Umuntu ngumuntu ngabantu.Nguni — A person is a person through other people.
The Question This Post Is About
The directors who govern with Ubuntu produce different companies. The question is worth taking seriously, because Ubuntu is one of those concepts that loses its shape when handled carelessly — and recovers it as soon as the reader is willing to slow down and listen.

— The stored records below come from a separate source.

//! Bottom bars: transient status line and the context-sensitive key hints

use ratatui::{
    layout::{Alignment, Rect},
    style::{Color, Modifier, Style},
    text::{Line, Span},
    widgets::Paragraph,
    Frame,
};

/// Which set of key hints applies right now
#[derive(Debug, Clone, Copy, PartialEq, Eq)]
pub enum HintMode {
    Page,
    Form,
    Menu,
    Lightbox,
}

pub fn render_status_bar(frame: &mut Frame, area: Rect, message: &str) {
    let paragraph = Paragraph::new(Line::from(Span::styled(
        format!(" {} ", message),
        Style::default().fg(Color::Yellow),
    )));
    frame.render_widget(paragraph, area);
}

fn hint(key: &'static str, color: Color) -> Span<'static> {
    Span::styled(
        key,
        Style::default().fg(color).add_modifier(Modifier::BOLD),
    )
}

pub fn hint_spans(mode: HintMode) -> Vec<Span<'static>> {
    match mode {
        HintMode::Form => vec![
            hint(" Tab ", Color::Cyan),
            Span::raw("Next field "),
            hint(" Ctrl+s ", Color::Green),
            Span::raw("Send "),
            hint(" Esc ", Color::Yellow),
            Span::raw("Stop typing"),
        ],
        HintMode::Menu => vec![
            hint(" ↑/↓ ", Color::Cyan),
            Span::raw("Choose "),
            hint(" Enter ", Color::Green),
            Span::raw("Go "),
            hint(" Esc ", Color::Yellow),
            Span::raw("Close menu"),
        ],
        HintMode::Lightbox => vec![
            hint(" Esc / x ", Color::Yellow),
            Span::raw("Close "),
            Span::styled("click outside the card to close", Style::default().fg(Color::DarkGray)),
        ],
        HintMode::Page => vec![
            hint(" q ", Color::Yellow),
            Span::raw("Quit "),
            hint(" 1-4 ", Color::Cyan),
            Span::raw("Sections "),
            hint(" ←/→ ", Color::Cyan),
            Span::raw("Works "),
            hint(" Enter ", Color::Green),
            Span::raw("Open "),
            hint(" i ", Color::Magenta),
            Span::raw("Write "),
            hint(" m ", Color::Magenta),
            Span::raw("Menu "),
            hint(" ? ", Color::White),
            Span::raw("Help"),
        ],
    }
}

pub fn render_help_bar(frame: &mut Frame, area: Rect, mode: HintMode) {
    let paragraph = Paragraph::new(Line::from(hint_spans(mode))).alignment(Alignment::Left);
    frame.render_widget(paragraph, area);
}
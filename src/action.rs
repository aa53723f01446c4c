//! Action enum - All possible application actions
//!
//! Actions are discrete operations that the application can perform.
//! Components emit Actions in response to events, and the App processes
//! them to update state.

use crate::model::form::FormField;
use crate::model::lightbox::PointerTarget;
use std::fmt;

/// All possible actions in the application
#[derive(Debug, Clone, PartialEq, Eq)]
pub enum Action {
    // ─────────────────────────────────────────────────────────────────────────
    // App Lifecycle
    // ─────────────────────────────────────────────────────────────────────────
    /// Regular tick for animations/updates
    Tick,
    /// Terminal was resized
    Resize(u16, u16),
    /// Force quit without confirmation
    ForceQuit,
    /// Transition from splash to the page
    SplashComplete,

    // ─────────────────────────────────────────────────────────────────────────
    // Scrolling
    // ─────────────────────────────────────────────────────────────────────────
    ScrollUp,
    ScrollDown,
    PageUp,
    PageDown,
    ScrollTop,
    ScrollBottom,

    // ─────────────────────────────────────────────────────────────────────────
    // Navigation & Menu
    // ─────────────────────────────────────────────────────────────────────────
    /// Activate an in-page link (`#section`)
    Navigate(String),
    /// Flip the drawer menu
    ToggleMenu,
    /// Close the drawer without navigating
    CloseMenu,

    // ─────────────────────────────────────────────────────────────────────────
    // Gallery & Lightbox
    // ─────────────────────────────────────────────────────────────────────────
    /// Move the tile cursor right
    NextTile,
    /// Move the tile cursor left
    PrevTile,
    /// Open the lightbox on a gallery item
    OpenImage(u32),
    /// Dismiss the lightbox
    CloseLightbox,
    /// Pointer press while the lightbox is open
    LightboxPress(PointerTarget),

    // ─────────────────────────────────────────────────────────────────────────
    // Contact Form
    // ─────────────────────────────────────────────────────────────────────────
    /// Route typing into the form, optionally focusing a field
    EnterForm(Option<FormField>),
    /// Return keyboard to page shortcuts
    ExitForm,
    /// A field's full new value
    FieldChanged(FormField, String),
    /// Submit the form (validated inside the form controller)
    SubmitForm,

    // ─────────────────────────────────────────────────────────────────────────
    // Dialogs
    // ─────────────────────────────────────────────────────────────────────────
    OpenQuitDialog,
    OpenHelp,
    CloseModal,

    // ─────────────────────────────────────────────────────────────────────────
    // Outbound Links
    // ─────────────────────────────────────────────────────────────────────────
    /// Hand a URI (`tel:`, `mailto:`, `https:`) to the system opener
    OpenLink(String),
}

impl fmt::Display for Action {
    fn fmt(&self, f: &mut fmt::Formatter<'_>) -> fmt::Result {
        match self {
            Action::Tick => write!(f, "Tick"),
            Action::Resize(w, h) => write!(f, "Resize({}, {})", w, h),
            Action::ForceQuit => write!(f, "ForceQuit"),
            Action::SplashComplete => write!(f, "SplashComplete"),
            Action::ScrollUp => write!(f, "ScrollUp"),
            Action::ScrollDown => write!(f, "ScrollDown"),
            Action::PageUp => write!(f, "PageUp"),
            Action::PageDown => write!(f, "PageDown"),
            Action::ScrollTop => write!(f, "ScrollTop"),
            Action::ScrollBottom => write!(f, "ScrollBottom"),
            Action::Navigate(href) => write!(f, "Navigate({})", href),
            Action::ToggleMenu => write!(f, "ToggleMenu"),
            Action::CloseMenu => write!(f, "CloseMenu"),
            Action::NextTile => write!(f, "NextTile"),
            Action::PrevTile => write!(f, "PrevTile"),
            Action::OpenImage(id) => write!(f, "OpenImage({})", id),
            Action::CloseLightbox => write!(f, "CloseLightbox"),
            Action::LightboxPress(target) => write!(f, "LightboxPress({:?})", target),
            Action::EnterForm(Some(field)) => write!(f, "EnterForm({:?})", field),
            Action::EnterForm(None) => write!(f, "EnterForm"),
            Action::ExitForm => write!(f, "ExitForm"),
            // Field values are visitor input; keep them out of logs
            Action::FieldChanged(field, value) => {
                write!(f, "FieldChanged({:?}, {} chars)", field, value.chars().count())
            }
            Action::SubmitForm => write!(f, "SubmitForm"),
            Action::OpenQuitDialog => write!(f, "OpenQuitDialog"),
            Action::OpenHelp => write!(f, "OpenHelp"),
            Action::CloseModal => write!(f, "CloseModal"),
            Action::OpenLink(uri) => write!(f, "OpenLink({})", uri),
        }
    }
}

The most concrete way Ubuntu shows up in working life is in how a manager handles failure. The Western reflex is to find the responsible individual, document the failure, and move on. Ubuntu insists on a slower, harder question first: what did the team make possible, and what did it fail to prevent? The shift sounds soft. It is not. Promotions are announced with the names of the people who made them possible.
A Second Angle
In a long marriage, Ubuntu is the antidote to the modern romantic fantasy that each partner is supposed to be the other's everything. The Southern African (Bantu) version is gentler: you are part of a wider weave, and so is your marriage, and the marriage is held in part by the people around it. Promotions are announced with the names of the people who made them possible.
Where the Concept Resists
It would be dishonest to pretend Ubuntu is uncomplicated. The concept can be — and has been — used to suppress dissent in the name of harmony, to extract unpaid labour from women in the name of community, and to soften criticism that should have been sharper. Any serious reading of Ubuntu has to hold these uses in view. The concept survives the criticism. But it is not innocent.
What to Do With This
The reading you have just done is one entry into Ubuntu. There are many others. Bantu elders, Southern Africa writers, and the daily life of communities that have lived this concept for centuries are richer sources than any essay. Treat this as a doorway, not a destination.